Deploying AI tools can require major investments, including:
- Integrating the technology into existing workflows
- Training healthcare staff
- Ensuring compatibility with hospital systems
Because of these costs, hospitals need reliable ways to measure the benefits of AI before adopting it.
The Healthcare AI Challenge Initiative
To address these concerns, researchers created the Healthcare AI Challenge, a collaborative initiative that allows clinicians and researchers to test different AI models using shared datasets and standardized evaluation methods.
The initiative includes a platform known as “AI Arena,” where clinical experts compare outputs from different AI models.
Through this platform, participants can evaluate AI systems across several criteria, including:
- Technical accuracy
- Clinical usefulness
- Speed and workflow efficiency
- Overall impact on healthcare delivery
Safdar noted that accuracy alone does not determine whether a tool is useful.

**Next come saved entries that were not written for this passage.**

#![warn(missing_docs)]
//! Fingerprint store contract for dejavu.
//!
//! The deduplication controller only ever talks to a [`Backend`]: a keyed store
//! with per-entry time-to-live. Implement the trait to plug in a new storage
//! engine; `dejavu-moka` provides the default in-process implementation.
//!
//! ## Contract
//!
//! - [`Backend::read`] returns the stored [`Sighting`] while it is not
//!   expired, `None` otherwise.
//! - [`Backend::write`] overwrites the entry and resets its expiry to
//!   `now + ttl`.
//! - Both fail with [`BackendError::Unavailable`] when the storage cannot be
//!   reached. A backend must never report an outage as a missing entry.
//! - Each call is atomic on its own. No read-then-write atomicity is expected.

mod backend;
mod error;
#[cfg(any(test, feature = "test-helpers"))]
pub mod mock;
mod sighting;

pub use backend::{Backend, BackendResult};
pub use error::BackendError;
pub use sighting::Sighting;
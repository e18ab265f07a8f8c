#![warn(missing_docs)]
//! In-process fingerprint store for dejavu, backed by [Moka](https://docs.rs/moka).
//!
//! This is the default [`Backend`](dejavu_backend::Backend): it needs no
//! external service, keeps entries in memory and expires each one after the
//! time-to-live it was written with.
//!
//! ```
//! use dejavu_moka::MokaBackend;
//!
//! let backend = MokaBackend::builder().max_entries(10_000).build();
//! ```

mod backend;
mod builder;

pub use backend::MokaBackend;
pub use builder::{EntryCapacity, MokaBackendBuilder, NoCapacity};
pub use moka::policy::EvictionPolicy;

“Often your family practice clinician is thinking, ‘Does it make me faster?’” Safdar said.
Large‑Scale Testing of AI Models
So far, the Healthcare AI Challenge has organized five evaluation challenges involving more than 4,500 assessments from around 200 participants across 40 institutions.
Researchers have tested 18 foundational AI models, including both general-purpose systems and models designed specifically for healthcare applications.
Participants can also compare AI performance with human clinicians to determine whether the technology truly improves productivity.
Measuring Real‑World Impact
Experts say the goal is to create a repeatable evaluation process that healthcare organizations can use before adopting new AI tools.
This approach could help hospitals better understand the potential return on investment (ROI) and avoid deploying technologies that may not deliver meaningful benefits.
Looking ahead, Bizzo said the platform may eventually integrate directly with electronic health record (EHR) systems and support the evaluation of emerging agentic AI workflows.
These efforts aim to measure not just technical performance but also real improvements in clinical efficiency.
“We want to measure how much more efficient users are and have that information available so you know how much ROI you can expect,” Bizzo said.
A Growing Role for Clinicians in AI Oversight
As AI becomes more deeply embedded in healthcare, clinicians are expected to play a critical role in determining how and when these tools are used.
By involving doctors and medical researchers in the evaluation process, healthcare systems hope to ensure that AI technologies improve patient care while maintaining safety and trust.